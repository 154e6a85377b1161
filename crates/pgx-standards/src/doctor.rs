#![deny(unsafe_code)]

use std::collections::BTreeMap;

use crate::manifest::{ManifestFile, Pins};
use crate::registry::{ReferenceIssue, VerifySummary};

#[derive(Debug, Clone, serde::Serialize)]
pub struct DoctorReport {
    pub schema: String,
    pub schema_version: u32,
    pub pins: Pins,
    pub files: Vec<ManifestFile>,
    pub counts: DoctorCounts,
    pub issues: Vec<ReferenceIssue>,
}

#[derive(Debug, Clone, serde::Serialize)]
pub struct DoctorCounts {
    pub files: usize,
    /// Marker rows per gene symbol.
    pub markers: BTreeMap<String, usize>,
    pub cyp2d6_stars: usize,
    pub cyp2d6_phenotypes: usize,
    pub recommendations: usize,
}

impl DoctorReport {
    pub fn from_verify_summary(
        summary: &VerifySummary,
        files: Vec<ManifestFile>,
        issues: Vec<ReferenceIssue>,
    ) -> Self {
        Self {
            schema: "pgx.reference-doctor".to_string(),
            schema_version: 1,
            pins: summary.manifest_pins.clone(),
            files,
            counts: DoctorCounts {
                files: summary.file_count,
                markers: summary
                    .markers_by_gene
                    .iter()
                    .map(|(gene, count)| (gene.as_str().to_string(), *count))
                    .collect(),
                cyp2d6_stars: summary.cyp2d6_star_count,
                cyp2d6_phenotypes: summary.cyp2d6_phenotype_count,
                recommendations: summary.recommendation_count,
            },
            issues,
        }
    }
}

▬▬▬▬▬▬

EXERCISE BRIEF - Find every line in the records that has the word "issues". Copy those lines.

EXERCISE ANSWER -
    pub issues: Vec<ReferenceIssue>,
        issues: Vec<ReferenceIssue>,
            issues,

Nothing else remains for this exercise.